06 março 2017

Perda de classificação do Jardim Botânico de Porto Alegre é certa, afirma Ministério do Meio Ambiente

Extinção da Fundação Zoobotânica fará a estrutura da Capital ficar fora das três categorias, pois entre os pré-requisitos para todas está "possuir quadro técnico-científico compatível". Hoje, local é nível A


Zero Hora


Não é qualquer área protegida que pode ser jardim botânico. A classificação é um registro concedido pelo Ministério do Meio Ambiente, que leva em conta requisitos previstos em resolução de 2003 do Conselho Nacional do Meio Ambiente (Conama).

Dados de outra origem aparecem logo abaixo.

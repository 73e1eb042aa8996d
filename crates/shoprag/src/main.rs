//! OnlineShopRAG command-line entry point.

use clap::Parser;
use shoprag::cli::{
    Cli, Commands, ScenarioCommand, handle_run_command, handle_serve_command,
    handle_validate_command,
};

#[tokio::main]
async fn main() -> anyhow::Result<()> {
    dotenvy::dotenv().ok();

    let cli = Cli::parse();
    match cli.command {
        Commands::Serve { config } => handle_serve_command(config).await,
        Commands::Scenario(ScenarioCommand::Validate { file, strict }) => {
            handle_validate_command(file, strict)
        }
        Commands::Scenario(ScenarioCommand::Run {
            file,
            message,
            config,
        }) => handle_run_command(file, message, config).await,
    }
}
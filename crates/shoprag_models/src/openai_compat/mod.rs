//! Generic OpenAI-compatible API client.
//!
//! This module provides a client for any API that follows the OpenAI chat
//! completions format (OpenRouter, OpenAI, vLLM, llama.cpp server, ...).

mod client;
mod conversions;
mod dto;

pub use client::{OpenAICompatConfig, OpenAICompatConfigBuilder, OpenAICompatibleClient};
pub use conversions::{from_chat_response, to_chat_request};
pub use dto::{ChatChoice, ChatMessage, ChatRequest, ChatResponse, ChatUsage, OpenAICompatError};
//! Scenario script data model and loading.

use serde::Deserialize;
use shoprag_error::{ScenarioError, ScenarioErrorKind, ShopragResult};
use std::path::Path;
use std::str::FromStr;

/// Emits a text fragment, after variable substitution.
#[derive(Debug, Clone, PartialEq, Eq, Deserialize, derive_new::new)]
pub struct TextNode {
    #[serde(default)]
    #[new(into)]
    pub id: String,
    #[serde(default)]
    #[new(into)]
    pub text: String,
}

/// Invokes a registered tool and stores its output under the tool name.
#[derive(Debug, Clone, PartialEq, Eq, Deserialize, derive_new::new)]
pub struct ToolNode {
    #[serde(default)]
    #[new(into)]
    pub id: String,
    #[serde(default)]
    #[new(into)]
    pub tool: String,
}

/// Asks the condition evaluator about the user message and runs one branch.
#[derive(Debug, Clone, PartialEq, Eq, Deserialize)]
pub struct IfNode {
    #[serde(default)]
    pub id: String,
    /// Natural-language predicate about the user message
    #[serde(default)]
    pub condition: String,
    /// Branch taken when the condition holds
    #[serde(default)]
    pub children: Vec<BranchNode>,
    /// Branch taken otherwise
    #[serde(default)]
    pub else_children: Vec<BranchNode>,
}

impl IfNode {
    /// Creates an `if` node.
    pub fn new(
        id: impl Into<String>,
        condition: impl Into<String>,
        children: Vec<BranchNode>,
        else_children: Vec<BranchNode>,
    ) -> Self {
        Self {
            id: id.into(),
            condition: condition.into(),
            children,
            else_children,
        }
    }

    /// The branch selected by a condition outcome.
    pub fn branch(&self, condition_met: bool) -> &[BranchNode] {
        if condition_met {
            &self.children
        } else {
            &self.else_children
        }
    }
}

/// Stops the run.
#[derive(Debug, Clone, PartialEq, Eq, Deserialize, derive_new::new)]
pub struct EndNode {
    #[serde(default)]
    #[new(into)]
    pub id: String,
}

/// A top-level scenario step.
#[derive(Debug, Clone, PartialEq, Eq, Deserialize, derive_more::From)]
#[serde(tag = "type", rename_all = "lowercase")]
pub enum Node {
    Text(TextNode),
    Tool(ToolNode),
    If(IfNode),
    End(EndNode),
}

impl Node {
    /// Node identifier.
    pub fn id(&self) -> &str {
        match self {
            Node::Text(node) => &node.id,
            Node::Tool(node) => &node.id,
            Node::If(node) => &node.id,
            Node::End(node) => &node.id,
        }
    }

    /// Kind tag as written in scenario documents.
    pub fn kind(&self) -> &'static str {
        match self {
            Node::Text(_) => "text",
            Node::Tool(_) => "tool",
            Node::If(_) => "if",
            Node::End(_) => "end",
        }
    }
}

/// A child of an `if` branch.
///
/// Branches execute one level deep and only text children run. Any other
/// kind, including a nested `if`, is kept as [`BranchNode::Unsupported`] so
/// validation can report it; the interpreter skips it.
#[derive(Debug, Clone, PartialEq, Eq, Deserialize)]
#[serde(from = "RawBranchNode")]
pub enum BranchNode {
    Text(TextNode),
    Unsupported { id: String, kind: String },
}

impl BranchNode {
    /// Node identifier.
    pub fn id(&self) -> &str {
        match self {
            BranchNode::Text(node) => &node.id,
            BranchNode::Unsupported { id, .. } => id,
        }
    }
}

impl From<TextNode> for BranchNode {
    fn from(node: TextNode) -> Self {
        BranchNode::Text(node)
    }
}

#[derive(Deserialize)]
struct RawBranchNode {
    #[serde(default)]
    id: String,
    #[serde(rename = "type", default)]
    kind: String,
    #[serde(default)]
    text: String,
}

impl From<RawBranchNode> for BranchNode {
    fn from(raw: RawBranchNode) -> Self {
        if raw.kind == "text" {
            BranchNode::Text(TextNode {
                id: raw.id,
                text: raw.text,
            })
        } else {
            BranchNode::Unsupported {
                id: raw.id,
                kind: raw.kind,
            }
        }
    }
}

/// An immutable scenario script.
///
/// Scenario documents are JSON objects whose `code` array holds the
/// top-level nodes:
///
/// ```json
/// {"code": [
///   {"id": "greet", "type": "text", "text": "Здравствуйте"},
///   {"id": "stop", "type": "end"}
/// ]}
/// ```
#[derive(Debug, Clone, Default, PartialEq, Eq, Deserialize)]
pub struct Script {
    #[serde(rename = "code", default)]
    nodes: Vec<Node>,
}

impl Script {
    /// Creates a script from top-level nodes.
    pub fn new(nodes: Vec<Node>) -> Self {
        Self { nodes }
    }

    /// Top-level nodes in document order.
    pub fn nodes(&self) -> &[Node] {
        &self.nodes
    }

    pub fn len(&self) -> usize {
        self.nodes.len()
    }

    pub fn is_empty(&self) -> bool {
        self.nodes.is_empty()
    }

    /// Loads a script from a JSON file.
    ///
    /// # Errors
    ///
    /// Returns [`ScenarioErrorKind::NotFound`] if the file does not exist,
    /// [`ScenarioErrorKind::FileRead`] if it cannot be read and
    /// [`ScenarioErrorKind::Parse`] if it is not a valid scenario document.
    #[tracing::instrument(skip(path), fields(path = %path.as_ref().display()))]
    pub fn from_file(path: impl AsRef<Path>) -> ShopragResult<Self> {
        let path = path.as_ref();
        if !path.exists() {
            return Err(
                ScenarioError::new(ScenarioErrorKind::NotFound(path.display().to_string())).into(),
            );
        }

        let content = std::fs::read_to_string(path).map_err(|e| {
            ScenarioError::new(ScenarioErrorKind::FileRead(format!(
                "{}: {}",
                path.display(),
                e
            )))
        })?;

        let script: Script = content.parse()?;
        tracing::info!(node_count = script.len(), "Loaded scenario");
        Ok(script)
    }
}

impl FromStr for Script {
    type Err = shoprag_error::ShopragError;

    fn from_str(s: &str) -> Result<Self, Self::Err> {
        serde_json::from_str(s)
            .map_err(|e| ScenarioError::new(ScenarioErrorKind::Parse(e.to_string())).into())
    }
}
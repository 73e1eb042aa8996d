//! Knowledge-base retrieval trait.

use async_trait::async_trait;
use shoprag_core::Passage;
use shoprag_error::ShopragResult;

/// Returns passages relevant to free text, best first.
///
/// Implementations may leave out passages that do not match at all.
/// Score thresholds and limits are applied by the caller.
#[async_trait]
pub trait Retriever: Send + Sync {
    /// Retrieve scored passages for a query.
    async fn retrieve(&self, query: &str) -> ShopragResult<Vec<Passage>>;
}
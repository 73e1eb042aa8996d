//! Scenario interpreter.

use crate::{BranchNode, ConditionEvaluator, Node, Script, ToolRegistry, ToolResults, substitute};
use derive_getters::Getters;
use shoprag_error::ShopragResult;
use shoprag_interface::LlmDriver;
use std::ops::ControlFlow;
use std::path::Path;
use std::sync::Arc;
use tracing::{debug, info};

/// Result of one scenario run.
#[derive(Debug, Clone, Default, PartialEq, Eq, Getters)]
pub struct ScenarioOutcome {
    /// Emitted fragments joined with newlines
    context: String,
    /// Id of the last executed node, empty if none ran
    last_step: String,
}

impl ScenarioOutcome {
    pub fn new(context: impl Into<String>, last_step: impl Into<String>) -> Self {
        Self {
            context: context.into(),
            last_step: last_step.into(),
        }
    }

    pub fn into_parts(self) -> (String, String) {
        (self.context, self.last_step)
    }
}

/// State threaded through a single run.
///
/// Each run starts from an empty state and owns it exclusively, so
/// concurrent runs never observe each other's tool results or text.
#[derive(Debug, Clone, Default, PartialEq, Eq, Getters)]
pub struct ExecutionState {
    tool_results: ToolResults,
    fragments: Vec<String>,
    last_step: String,
}

impl ExecutionState {
    pub fn new() -> Self {
        Self::default()
    }

    fn mark(&mut self, node_id: &str) {
        self.last_step.clear();
        self.last_step.push_str(node_id);
    }

    fn emit_text(&mut self, node_id: &str, template: &str) {
        let text = substitute(template, &self.tool_results);
        self.fragments.push(text);
        self.mark(node_id);
    }

    fn into_outcome(self) -> ScenarioOutcome {
        ScenarioOutcome {
            context: self.fragments.join("\n"),
            last_step: self.last_step,
        }
    }
}

/// Walks scenario scripts.
///
/// The interpreter holds only its collaborators; every run gets a fresh
/// [`ExecutionState`], so one interpreter can serve concurrent runs.
#[derive(Debug, Clone)]
pub struct ScenarioInterpreter<D> {
    tools: ToolRegistry,
    evaluator: ConditionEvaluator<D>,
}

impl<D: LlmDriver> ScenarioInterpreter<D> {
    pub fn new(tools: ToolRegistry, evaluator: ConditionEvaluator<D>) -> Self {
        Self { tools, evaluator }
    }

    pub fn tools(&self) -> &ToolRegistry {
        &self.tools
    }

    pub fn evaluator(&self) -> &ConditionEvaluator<D> {
        &self.evaluator
    }

    /// Run `script` for the triggering user message.
    ///
    /// Nodes execute in document order until the script is exhausted or an
    /// `end` node is reached.
    ///
    /// # Errors
    ///
    /// Returns an error if a tool fails. Condition checks never fail.
    #[tracing::instrument(skip(self, script, user_message), fields(node_count = script.len()))]
    pub async fn run(&self, script: &Script, user_message: &str) -> ShopragResult<ScenarioOutcome> {
        info!("Starting scenario run");

        let mut state = ExecutionState::new();
        for node in script.nodes() {
            match self.dispatch(state, node, user_message).await? {
                ControlFlow::Continue(next) => state = next,
                ControlFlow::Break(done) => {
                    state = done;
                    break;
                }
            }
        }

        let outcome = state.into_outcome();
        info!(
            last_step = %outcome.last_step,
            context_len = outcome.context.chars().count(),
            "Scenario finished"
        );
        Ok(outcome)
    }

    async fn dispatch(
        &self,
        mut state: ExecutionState,
        node: &Node,
        user_message: &str,
    ) -> ShopragResult<ControlFlow<ExecutionState, ExecutionState>> {
        info!(node_id = %node.id(), kind = node.kind(), "Executing node");

        match node {
            Node::Text(text) => {
                state.emit_text(&text.id, &text.text);
            }
            Node::Tool(tool) => {
                if let Some(output) = self.tools.invoke(&tool.tool).await? {
                    state.tool_results.insert(tool.tool.clone(), output);
                }
                state.mark(&tool.id);
            }
            Node::If(branch) => {
                let met = self
                    .evaluator
                    .evaluate(&branch.condition, user_message)
                    .await;
                state.mark(&branch.id);
                info!(node_id = %branch.id, condition_met = met, "Condition evaluated");

                for child in branch.branch(met) {
                    match child {
                        BranchNode::Text(text) => state.emit_text(&text.id, &text.text),
                        BranchNode::Unsupported { id, kind } => {
                            debug!(node_id = %id, kind = %kind, "Skipping non-text branch child");
                        }
                    }
                }
            }
            Node::End(end) => {
                state.mark(&end.id);
                return Ok(ControlFlow::Break(state));
            }
        }

        Ok(ControlFlow::Continue(state))
    }
}

/// A script loaded once, paired with the interpreter that runs it.
#[derive(Debug, Clone)]
pub struct ScenarioRunner<D> {
    script: Arc<Script>,
    interpreter: ScenarioInterpreter<D>,
}

impl<D: LlmDriver> ScenarioRunner<D> {
    pub fn new(script: impl Into<Arc<Script>>, interpreter: ScenarioInterpreter<D>) -> Self {
        Self {
            script: script.into(),
            interpreter,
        }
    }

    /// Loads the script at `path`.
    ///
    /// # Errors
    ///
    /// Returns an error if the script cannot be loaded; see
    /// [`Script::from_file`].
    pub fn from_file(
        path: impl AsRef<Path>,
        interpreter: ScenarioInterpreter<D>,
    ) -> ShopragResult<Self> {
        Ok(Self::new(Script::from_file(path)?, interpreter))
    }

    pub fn script(&self) -> &Arc<Script> {
        &self.script
    }

    pub fn interpreter(&self) -> &ScenarioInterpreter<D> {
        &self.interpreter
    }

    /// Run the loaded script for a user message.
    ///
    /// # Errors
    ///
    /// See [`ScenarioInterpreter::run`].
    pub async fn run(&self, user_message: &str) -> ShopragResult<ScenarioOutcome> {
        self.interpreter.run(&self.script, user_message).await
    }
}
//! JSON error types.

use derive_more::{Display, Error};

/// JSON serialization/deserialization error with source location.
#[derive(Debug, Clone, Display, Error)]
#[display("JSON Error: {} at line {} in {}", message, line, file)]
pub struct JsonError {
    /// The underlying error message
    pub message: String,
    /// Line number where the error occurred
    pub line: u32,
    /// File where the error occurred
    pub file: &'static str,
}

impl JsonError {
    /// Create a new JsonError with the given message at the current location.
    #[track_caller]
    pub fn new(message: impl Into<String>) -> Self {
        let location = std::panic::Location::caller();
        Self {
            message: message.into(),
            line: location.line(),
            file: location.file(),
        }
    }
}
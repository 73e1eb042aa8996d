//! HTTP boundary of the OnlineShopRAG support backend.
//!
//! - [`Settings`]: layered configuration (defaults, TOML file, environment)
//! - [`create_router`]: `GET /health` and `POST /chat`
//! - [`build_agent`] / [`serve`]: wiring and server startup

mod api;
mod settings;
mod startup;

pub use api::{ApiError, AppState, create_router};
pub use settings::{
    ENV_PREFIX, LlmSettings, MemorySettings, RetrievalSettings, ScenarioSettings, ServerSettings,
    Settings,
};
pub use startup::{ShopragAgent, build_agent, build_driver, build_scenario_runner, serve};
//! Retrieval error types.

use derive_more::{Display, Error};

/// Knowledge-base retrieval error with source location.
#[derive(Debug, Clone, Display, Error)]
#[display("Retrieval Error: {} at line {} in {}", message, line, file)]
pub struct RetrievalError {
    /// Error message
    pub message: String,
    /// Line number where the error occurred
    pub line: u32,
    /// File where the error occurred
    pub file: &'static str,
}

impl RetrievalError {
    /// Create a new RetrievalError with the given message at the current location.
    #[track_caller]
    pub fn new(message: impl Into<String>) -> Self {
        let location = std::panic::Location::caller();
        Self {
            message: message.into(),
            line: location.line(),
            file: location.file(),
        }
    }
}
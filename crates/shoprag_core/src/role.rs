//! Role types for conversation participants.

use serde::{Deserialize, Serialize};

/// Sender of a message in a conversation or generation request.
#[derive(
    Debug,
    Clone,
    Copy,
    PartialEq,
    Eq,
    PartialOrd,
    Ord,
    Hash,
    Serialize,
    Deserialize,
    derive_more::Display,
)]
#[serde(rename_all = "lowercase")]
pub enum Role {
    /// Instructions for the model
    #[display("system")]
    System,
    /// The customer
    #[display("user")]
    User,
    /// The support agent (model output)
    #[display("assistant")]
    Assistant,
}
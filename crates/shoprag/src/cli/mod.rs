//! Command-line interface for the shoprag binary.

mod commands;
mod scenario;
mod serve;

pub use commands::{Cli, Commands, ScenarioCommand, resolve_config_path};
pub use scenario::{handle_run_command, handle_validate_command};
pub use serve::handle_serve_command;
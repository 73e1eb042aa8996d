//! Public chat request/response types.

use crate::Passage;
use serde::{Deserialize, Serialize};

/// Body of `POST /chat`.
#[derive(Debug, Clone, PartialEq, Eq, Serialize, Deserialize)]
pub struct ChatRequest {
    /// Conversation identifier chosen by the client
    pub conversation_id: String,
    /// User message
    pub message: String,
}

/// A retrieved passage as exposed to clients.
#[derive(Debug, Clone, PartialEq, Serialize, Deserialize)]
pub struct ChunkInfo {
    pub chunk_id: String,
    pub text: String,
    pub source: String,
    pub score: f32,
}

impl From<&Passage> for ChunkInfo {
    fn from(passage: &Passage) -> Self {
        Self {
            chunk_id: passage.chunk_id().clone(),
            text: passage.text().clone(),
            source: passage.source().clone(),
            score: *passage.score(),
        }
    }
}

/// Response of `POST /chat`.
#[derive(Debug, Clone, PartialEq, Serialize, Deserialize)]
pub struct ChatResponse {
    /// Conversation identifier echoed back
    pub conversation_id: String,
    /// Agent answer
    pub answer: String,
    /// Passages the answer was grounded on
    #[serde(default)]
    pub chunks: Vec<ChunkInfo>,
    /// Last scenario node executed on this turn, empty if none
    #[serde(default)]
    pub last_step_scenario: String,
}
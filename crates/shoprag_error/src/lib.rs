//! Error types for the OnlineShopRAG support backend.
//!
//! Every error records the source location where it was created, so log lines
//! point straight at the failing call site. Crate-specific errors convert into
//! [`ShopragError`] through [`ShopragErrorKind`].

mod backend;
mod config;
mod http;
mod json;
mod retrieval;
mod scenario;

pub use backend::BackendError;
pub use config::ConfigError;
pub use http::HttpError;
pub use json::JsonError;
pub use retrieval::RetrievalError;
pub use scenario::{ScenarioError, ScenarioErrorKind};

/// Crate-level error variants.
#[derive(Debug, derive_more::From)]
pub enum ShopragErrorKind {
    /// HTTP error
    Http(HttpError),
    /// JSON serialization/deserialization error
    Json(JsonError),
    /// Generic backend (LLM provider, tool) error
    Backend(BackendError),
    /// Configuration error
    Config(ConfigError),
    /// Scenario loading or execution error
    Scenario(ScenarioError),
    /// Knowledge-base retrieval error
    Retrieval(RetrievalError),
}

impl std::fmt::Display for ShopragErrorKind {
    fn fmt(&self, f: &mut std::fmt::Formatter<'_>) -> std::fmt::Result {
        match self {
            ShopragErrorKind::Http(e) => write!(f, "{}", e),
            ShopragErrorKind::Json(e) => write!(f, "{}", e),
            ShopragErrorKind::Backend(e) => write!(f, "{}", e),
            ShopragErrorKind::Config(e) => write!(f, "{}", e),
            ShopragErrorKind::Scenario(e) => write!(f, "{}", e),
            ShopragErrorKind::Retrieval(e) => write!(f, "{}", e),
        }
    }
}

/// OnlineShopRAG error with kind discrimination.
#[derive(Debug)]
pub struct ShopragError(Box<ShopragErrorKind>);

impl ShopragError {
    /// Create a new error from a kind.
    pub fn new(kind: ShopragErrorKind) -> Self {
        Self(Box::new(kind))
    }

    /// Get the error kind.
    pub fn kind(&self) -> &ShopragErrorKind {
        &self.0
    }
}

impl std::fmt::Display for ShopragError {
    fn fmt(&self, f: &mut std::fmt::Formatter<'_>) -> std::fmt::Result {
        write!(f, "OnlineShopRAG Error: {}", self.0)
    }
}

impl std::error::Error for ShopragError {}

// Generic From implementation for any type that converts to ShopragErrorKind
impl<T> From<T> for ShopragError
where
    T: Into<ShopragErrorKind>,
{
    fn from(err: T) -> Self {
        Self::new(err.into())
    }
}

/// Result type for OnlineShopRAG operations.
pub type ShopragResult<T> = std::result::Result<T, ShopragError>;
//! Tracing subscriber initialization.

use serde::{Deserialize, Serialize};
use tracing::info;
use tracing_subscriber::EnvFilter;

/// Output format for log lines.
#[derive(Debug, Clone, Copy, PartialEq, Eq, Hash, Default, Serialize, Deserialize)]
#[serde(rename_all = "lowercase")]
pub enum LogFormat {
    /// Human-readable lines
    #[default]
    Pretty,
    /// One JSON object per line
    Json,
}

/// Install the global tracing subscriber.
///
/// The filter comes from `RUST_LOG` and falls back to `info`. Returns an error
/// if a global subscriber is already installed.
pub fn init_tracing(format: LogFormat) -> Result<(), String> {
    let filter = EnvFilter::try_from_default_env().unwrap_or_else(|_| EnvFilter::new("info"));
    let builder = tracing_subscriber::fmt().with_env_filter(filter);

    let result = match format {
        LogFormat::Pretty => builder.try_init(),
        LogFormat::Json => builder.json().try_init(),
    };
    result.map_err(|e| format!("Failed to install tracing subscriber: {}", e))?;

    info!(?format, "Tracing initialized");
    Ok(())
}
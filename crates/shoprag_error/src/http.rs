//! HTTP error types.

use derive_more::{Display, Error};

/// Transport failure talking to the model provider, or a listener that
/// could not be bound.
#[derive(Debug, Clone, Display, Error)]
#[display("HTTP Error: {} at line {} in {}", message, line, file)]
pub struct HttpError {
    pub message: String,
    pub line: u32,
    pub file: &'static str,
}

impl HttpError {
    #[track_caller]
    pub fn new(message: impl Into<String>) -> Self {
        let location = std::panic::Location::caller();
        Self {
            message: message.into(),
            line: location.line(),
            file: location.file(),
        }
    }
}
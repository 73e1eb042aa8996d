//! LLM provider integrations for the OnlineShopRAG support backend.
//!
//! The deployment talks to OpenRouter (or any other OpenAI-compatible
//! endpoint) through [`OpenAICompatibleClient`], which implements
//! [`shoprag_interface::LlmDriver`].

pub mod openai_compat;
mod retry;

pub use openai_compat::{OpenAICompatConfig, OpenAICompatConfigBuilder, OpenAICompatibleClient};
pub use retry::{RetryConfig, retry_with_backoff};
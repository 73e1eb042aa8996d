//! Passage filtering and prompt rendering.

use shoprag_core::Passage;

/// Keeps passages scoring at least `min_score`, best first, at most `top_k`.
///
/// Passages with equal scores keep their input order.
pub fn select_passages(passages: Vec<Passage>, min_score: f32, top_k: usize) -> Vec<Passage> {
    let mut selected: Vec<Passage> = passages
        .into_iter()
        .filter(|p| *p.score() >= min_score)
        .collect();
    selected.sort_by(|a, b| b.score().total_cmp(a.score()));
    selected.truncate(top_k);
    selected
}

/// Renders passages as numbered blocks separated by blank lines.
///
/// # Examples
///
/// ```
/// use shoprag_core::Passage;
/// use shoprag_retrieval::format_context;
///
/// let passages = vec![
///     Passage::new("c1", "Доставка занимает 3 дня.", "faq", ""),
///     Passage::new("c2", "Возврат в течение 14 дней.", "faq", ""),
/// ];
///
/// assert_eq!(
///     format_context(&passages),
///     "[1] Доставка занимает 3 дня.\n\n[2] Возврат в течение 14 дней."
/// );
/// assert_eq!(format_context(&[]), "");
/// ```
pub fn format_context(passages: &[Passage]) -> String {
    passages
        .iter()
        .enumerate()
        .map(|(i, p)| format!("[{}] {}", i + 1, p.text()))
        .collect::<Vec<_>>()
        .join("\n\n")
}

Os jardins botânicos são classificados em três categorias: A, B e C, que, da estrutura mais simples à mais completa, atendem entre 11 e 16 exigências (veja no quadro abaixo). Segundo o Ministério do Meio Ambiente, a extinção da Fundação Zoobotânica fará a estrutura da Capital perder a classificação A, pois entre os pré-requisitos para todas as categorias está "possuir quadro técnico-científico compatível". 



– A extinção da Fundação Zoobotânica do Rio Grande do Sul implicará a perda do registro e enquadramento como jardim botânico. Este fato representaria uma grande perda no esforço que os jardins botânicos brasileiros estão realizando para atender às metas da Convenção da Diversidade Biológica (tratado internacional ratificado pelo Brasil) – afirma Maria Lucia Nova da Costa, integrante da Secretaria do Sistema Nacional de Registro de Jardins Botânicos.

Ou seja, a desclassificação em Porto Alegre representará uma entidade a menos no trabalho oficial de conservação da diversidade biológica do país.